Thursday, July 01, 2004

Dialing up Death

Non-Fiction

Anyone You Want Me to Be: A True Story of Sex and Death on the Internet by John Douglas with Stephen Singular ($7.99 Pocket Star Books, 397pp. paperback)

Before your next foray into a chat room or online dating read this frightening account of a man who slipped through the cracks of the justice system for years. By the time the law caught up with him he had defrauded dozens of businessmen and investors of hundreds of thousands of dollars in investment schemes. He was suspected in the deaths of 11 women, six of whom were eventually found dead in metal barrels on his property. They had been there for years, some over a decade.

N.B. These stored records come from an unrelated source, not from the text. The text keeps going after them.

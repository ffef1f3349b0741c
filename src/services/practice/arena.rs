//! Live Practice Arena
//!
//! Runs a timed role-play conversation against a saved scenario. Each user
//! turn issues the interlocutor reply and the answer analysis concurrently;
//! the session report is aggregated once the session finishes.

use std::sync::Arc;

use chrono::{DateTime, Utc};
use interview_arena_core::{
    ConversationMessage, InterviewScenario, Language, NormalizedFeedback, SessionFeedback,
    TimeLimit,
};
use interview_arena_llm::{GenerationClient, ResponseNormalizer};
use tokio_util::sync::CancellationToken;
use tracing::{debug, info, warn};
use uuid::Uuid;

use crate::models::interview::{StoredScenario, TurnResponse};
use crate::utils::error::{AppError, AppResult};

use super::prompts;

/// State of one live practice session.
#[derive(Debug, Clone)]
pub struct PracticeSession {
    pub id: String,
    pub mock_id: String,
    pub user_email: String,
    pub scenario: InterviewScenario,
    pub language: Language,
    pub time_limit: TimeLimit,
    pub started_at: DateTime<Utc>,
    pub messages: Vec<ConversationMessage>,
    cancel: CancellationToken,
}

impl PracticeSession {
    pub fn new(
        stored: StoredScenario,
        user_email: impl Into<String>,
        time_limit: TimeLimit,
        language: Option<Language>,
        started_at: DateTime<Utc>,
    ) -> Self {
        let language = language.unwrap_or(stored.scenario.language);
        Self {
            id: Uuid::new_v4().to_string(),
            mock_id: stored.mock_id,
            user_email: user_email.into(),
            scenario: stored.scenario,
            language,
            time_limit,
            started_at,
            messages: Vec::new(),
            cancel: CancellationToken::new(),
        }
    }

    pub fn elapsed_seconds(&self, now: DateTime<Utc>) -> u64 {
        (now - self.started_at).num_seconds().max(0) as u64
    }

    pub fn remaining_seconds(&self, now: DateTime<Utc>) -> u64 {
        self.time_limit
            .seconds()
            .saturating_sub(self.elapsed_seconds(now))
    }

    pub fn is_expired(&self, now: DateTime<Utc>) -> bool {
        self.remaining_seconds(now) == 0
    }

    /// Token cancelled when the session is finished or abandoned.
    pub fn cancellation_token(&self) -> CancellationToken {
        self.cancel.clone()
    }

    pub fn cancel(&self) {
        self.cancel.cancel();
    }
}

/// Conversation and scoring service for live sessions.
pub struct PracticeArena {
    client: Arc<GenerationClient>,
    normalizer: ResponseNormalizer,
}

impl PracticeArena {
    pub fn new(client: Arc<GenerationClient>) -> Self {
        Self {
            client,
            normalizer: ResponseNormalizer::default(),
        }
    }

    /// Start a session: generate the opening line and record it.
    pub async fn start(
        &self,
        stored: StoredScenario,
        user_email: &str,
        time_limit: TimeLimit,
        language: Option<Language>,
        now: DateTime<Utc>,
    ) -> AppResult<PracticeSession> {
        let mut session = self.begin(stored, user_email, time_limit, language, now)?;
        self.open(&mut session, now).await?;
        Ok(session)
    }

    /// Build a session without an opening line yet.
    pub fn begin(
        &self,
        stored: StoredScenario,
        user_email: &str,
        time_limit: TimeLimit,
        language: Option<Language>,
        now: DateTime<Utc>,
    ) -> AppResult<PracticeSession> {
        if user_email.trim().is_empty() {
            return Err(AppError::validation("userEmail must not be empty"));
        }
        Ok(PracticeSession::new(stored, user_email.trim(), time_limit, language, now))
    }

    /// Generate the opening line of a fresh session.
    ///
    /// Honors the session token, so abandoning the session stops the call.
    pub async fn open(&self, session: &mut PracticeSession, now: DateTime<Utc>) -> AppResult<()> {
        let prompt = prompts::opening_prompt(&session.scenario, session.language);
        let raw = self
            .client
            .generate_text_cancellable(&prompt, &session.cancellation_token())
            .await?;
        let opening = self.normalizer.normalize_utterance(&raw)?;

        session
            .messages
            .push(ConversationMessage::ai(Uuid::new_v4().to_string(), opening, now.to_rfc3339()));

        info!(
            session_id = %session.id,
            mock_id = %session.mock_id,
            language = %session.language.code(),
            minutes = session.time_limit.minutes(),
            "Practice session started"
        );
        Ok(())
    }

    /// Handle one user utterance.
    ///
    /// The reply and the analysis run concurrently. A failed analysis
    /// degrades to `NormalizedFeedback::empty()`; a failed reply fails the
    /// turn and leaves the conversation unchanged.
    pub async fn respond(
        &self,
        session: &mut PracticeSession,
        content: &str,
        now: DateTime<Utc>,
    ) -> AppResult<TurnResponse> {
        let content = content.trim();
        if content.is_empty() {
            return Err(AppError::validation("Message must not be empty"));
        }
        if session.is_expired(now) {
            return Err(AppError::validation("Practice time is up, finish the session"));
        }

        let reply_prompt =
            prompts::reply_prompt(&session.scenario, &session.messages, content, session.language);
        let analysis_prompt =
            prompts::analysis_prompt(&session.scenario.scenario, content, session.language);
        let token = session.cancellation_token();

        let (reply, analysis) = tokio::join!(
            self.client.generate_text_cancellable(&reply_prompt, &token),
            self.analyze(&analysis_prompt, &token),
        );

        let reply_text = self.normalizer.normalize_utterance(&reply?)?;

        let timestamp = now.to_rfc3339();
        let mut user_message =
            ConversationMessage::user(Uuid::new_v4().to_string(), content, timestamp.clone());
        user_message.analysis = Some(analysis.clone());
        let reply = ConversationMessage::ai(Uuid::new_v4().to_string(), reply_text, timestamp);

        session.messages.push(user_message.clone());
        session.messages.push(reply.clone());

        debug!(
            session_id = %session.id,
            score = analysis.overall_score,
            messages = session.messages.len(),
            "Practice turn recorded"
        );

        Ok(TurnResponse {
            user_message,
            reply,
            analysis,
            remaining_seconds: session.remaining_seconds(now),
        })
    }

    async fn analyze(&self, prompt: &str, token: &CancellationToken) -> NormalizedFeedback {
        let raw = match self.client.generate_text_cancellable(prompt, token).await {
            Ok(raw) => raw,
            Err(e) => {
                warn!(error = %e, "Answer analysis failed");
                return NormalizedFeedback::empty();
            }
        };
        self.normalizer.normalize_feedback(&raw).unwrap_or_else(|e| {
            warn!(error = %e, "Answer analysis was malformed");
            NormalizedFeedback::empty()
        })
    }

    /// Aggregate the report of a session.
    ///
    /// The session stays usable; callers drop it once the report is stored.
    pub fn finish(&self, session: &PracticeSession, now: DateTime<Utc>) -> SessionFeedback {
        let feedback = SessionFeedback::aggregate(
            session.mock_id.clone(),
            session.user_email.clone(),
            session.messages.clone(),
            session.elapsed_seconds(now),
            session.time_limit.seconds(),
            now.to_rfc3339(),
        );
        info!(
            session_id = %session.id,
            score = feedback.average_score,
            answers = feedback.message_analysis.len(),
            "Practice session finished"
        );
        feedback
    }
}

Although the book suffers from a dry, plodding, just-the-facts-ma’am style, the facts themselves are compelling enough. John Robinson went from eagle scout to family man to con artist to pimp and serial killer with surprising ease. How did Robinson continually defraud small companies, big corporations (like Mobil Oil) and individuals and never do time? He spent twenty years pulling cons before he ever spent a day in jail, and by that time he had already been connected to several missing women. There were a lot of suspicions, but no proof of anything.

When he got out of jail he was a full-fledged computer geek. The cons gave way to internet chat rooms, where Robinson met numerous women whom he tried to convince to meet him in Kansas City where he lived. He promised them jobs and apartments and told them he would take care of them. With one exception, every woman who made the journey wound up dead. One victim had moved to Kansas City with her disabled teenaged daughter and Robinson murdered them both.

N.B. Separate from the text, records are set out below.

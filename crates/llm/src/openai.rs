//! OpenAI Provider
//!
//! Implementation of the LlmProvider trait for OpenAI-compatible chat
//! completion endpoints. Each prompt is sent as a single user message.

use async_trait::async_trait;
use serde::Deserialize;
use tracing::debug;

use super::provider::{missing_api_key_error, network_error, parse_http_error, LlmProvider};
use super::types::{
    LlmError, LlmRequestOptions, LlmResponse, LlmResult, ProviderConfig, StopReason, UsageStats,
};
use crate::http_client::build_http_client;

/// Default OpenAI API endpoint
const OPENAI_API_URL: &str = "https://api.openai.com/v1/chat/completions";

/// Models listing endpoint used for health checks
const OPENAI_MODELS_URL: &str = "https://api.openai.com/v1/models";

/// OpenAI provider
pub struct OpenAIProvider {
    config: ProviderConfig,
    client: reqwest::Client,
}

impl OpenAIProvider {
    /// Create a new OpenAI provider with the given configuration
    pub fn new(config: ProviderConfig) -> LlmResult<Self> {
        let client = build_http_client(config.proxy_url.as_deref())?;
        Ok(Self { config, client })
    }

    /// Get the API base URL
    fn base_url(&self) -> &str {
        self.config.base_url.as_deref().unwrap_or(OPENAI_API_URL)
    }

    /// Check if model supports reasoning (o1/o3 models)
    fn model_supports_reasoning(model: &str) -> bool {
        let model = model.to_lowercase();
        model.starts_with("o1") || model.starts_with("o3")
    }

    /// Build the request body for the API
    fn build_request_body(
        &self,
        model: &str,
        prompt: &str,
        options: &LlmRequestOptions,
    ) -> serde_json::Value {
        let mut body = serde_json::json!({
            "model": model,
            "max_tokens": options.max_tokens_override.unwrap_or(self.config.max_tokens),
            "messages": [{ "role": "user", "content": prompt }],
            "stream": false,
        });

        // Reasoning models reject sampling parameters
        if !Self::model_supports_reasoning(model) {
            body["temperature"] =
                serde_json::json!(options.temperature_override.unwrap_or(self.config.temperature));
            body["top_p"] = serde_json::json!(self.config.top_p);
        }

        if self.config.json_mode && !options.plain_text {
            body["response_format"] = serde_json::json!({ "type": "json_object" });
        }

        body
    }

    /// Parse the API response into an LlmResponse
    fn parse_response(&self, response: OpenAIResponse) -> LlmResponse {
        let choice = response.choices.into_iter().next();

        let stop_reason = choice
            .as_ref()
            .and_then(|c| c.finish_reason.as_deref())
            .map(StopReason::from)
            .unwrap_or(StopReason::EndTurn);

        let content = choice.and_then(|c| c.message).and_then(|m| m.content);

        let usage = response
            .usage
            .map(|u| UsageStats {
                input_tokens: u.prompt_tokens,
                output_tokens: u.completion_tokens,
            })
            .unwrap_or_default();

        LlmResponse {
            content,
            stop_reason,
            usage,
            model: response.model,
        }
    }
}

#[async_trait]
impl LlmProvider for OpenAIProvider {
    fn name(&self) -> &'static str {
        "openai"
    }

    async fn generate(
        &self,
        model: &str,
        prompt: &str,
        options: &LlmRequestOptions,
    ) -> LlmResult<LlmResponse> {
        let api_key = self
            .config
            .api_key
            .as_ref()
            .ok_or_else(|| missing_api_key_error("openai"))?;

        let body = self.build_request_body(model, prompt, options);

        debug!(model = %model, prompt_len = prompt.len(), "Sending chat completion request");

        let response = self
            .client
            .post(self.base_url())
            .header("Authorization", format!("Bearer {}", api_key))
            .header("Content-Type", "application/json")
            .json(&body)
            .send()
            .await
            .map_err(network_error)?;

        let status = response.status().as_u16();
        let body_text = response.text().await.map_err(network_error)?;

        if status != 200 {
            return Err(parse_http_error(status, &body_text, "openai"));
        }

        let openai_response: OpenAIResponse =
            serde_json::from_str(&body_text).map_err(|e| LlmError::ParseError {
                message: format!("Failed to parse response: {}", e),
            })?;

        Ok(self.parse_response(openai_response))
    }

    async fn health_check(&self) -> LlmResult<()> {
        let api_key = self
            .config
            .api_key
            .as_ref()
            .ok_or_else(|| missing_api_key_error("openai"))?;

        let url = if self.config.base_url.is_some() {
            self.base_url().replace("/chat/completions", "/models")
        } else {
            OPENAI_MODELS_URL.to_string()
        };

        let response = self
            .client
            .get(&url)
            .header("Authorization", format!("Bearer {}", api_key))
            .send()
            .await
            .map_err(network_error)?;

        let status = response.status().as_u16();
        if status == 200 {
            Ok(())
        } else {
            let body = response.text().await.unwrap_or_default();
            Err(parse_http_error(status, &body, "openai"))
        }
    }

    fn config(&self) -> &ProviderConfig {
        &self.config
    }
}

// OpenAI API response types

#[derive(Debug, Deserialize)]
struct OpenAIResponse {
    model: String,
    choices: Vec<Choice>,
    usage: Option<ResponseUsage>,
}

#[derive(Debug, Deserialize)]
struct Choice {
    message: Option<ResponseMessage>,
    finish_reason: Option<String>,
}

#[derive(Debug, Deserialize)]
struct ResponseMessage {
    content: Option<String>,
}

#[derive(Debug, Deserialize)]
struct ResponseUsage {
    prompt_tokens: u32,
    completion_tokens: u32,
}
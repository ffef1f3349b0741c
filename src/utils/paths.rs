//! Cross-Platform Path Utilities
//!
//! Functions for resolving the application directory (~/.interview-arena/)
//! and the files inside it.

use std::path::{Path, PathBuf};

use crate::utils::error::{AppError, AppResult};

/// Get the user's home directory
pub fn home_dir() -> AppResult<PathBuf> {
    dirs::home_dir().ok_or_else(|| AppError::config("Could not determine home directory"))
}

/// Get the application directory (~/.interview-arena/)
pub fn app_dir() -> AppResult<PathBuf> {
    Ok(home_dir()?.join(".interview-arena"))
}

/// Get the config file path (~/.interview-arena/config.json)
pub fn config_path() -> AppResult<PathBuf> {
    Ok(app_dir()?.join("config.json"))
}

/// Get the database file path (~/.interview-arena/data.db)
pub fn database_path() -> AppResult<PathBuf> {
    Ok(app_dir()?.join("data.db"))
}

/// Ensure a directory exists, creating it if necessary
pub fn ensure_dir(path: &Path) -> AppResult<()> {
    if !path.exists() {
        std::fs::create_dir_all(path)?;
    }
    Ok(())
}

/// Ensure the parent directory of a file exists
pub fn ensure_parent_dir(file: &Path) -> AppResult<()> {
    match file.parent() {
        Some(parent) if !parent.as_os_str().is_empty() => ensure_dir(parent),
        _ => Ok(()),
    }
}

The story is disturbing on two levels: first of course, the actions of Robinson himself, who seemed to be a dedicated family man, active in his community and a doting parent and grandfather by day, and a stark raving predator by night. Actually it was the other way around; his wife of 30+ years maintained she never had any idea of his double life because he was always home by 5 p.m. He did all his dirty work during the day. Equally disturbing is the failure of law enforcement to connect the dots sooner. Even after the disappearance of two women connected to him, police did rudimentary investigations and dropped the matter for lack of evidence. Letters from the missing women that seem to be forgeries are never even examined (fingerprints, DNA). Any armchair detective would have taken the matter further.

This compelling story raises two questions which are never adequately answered. The first is the nature of the killer’s psyche, a man so effectively divided that he is practically a split personality. There is a brief analysis of his character, but it adds no depth to the portrait of the killer. It would have been useful to hear from a criminal psychologist on the matter.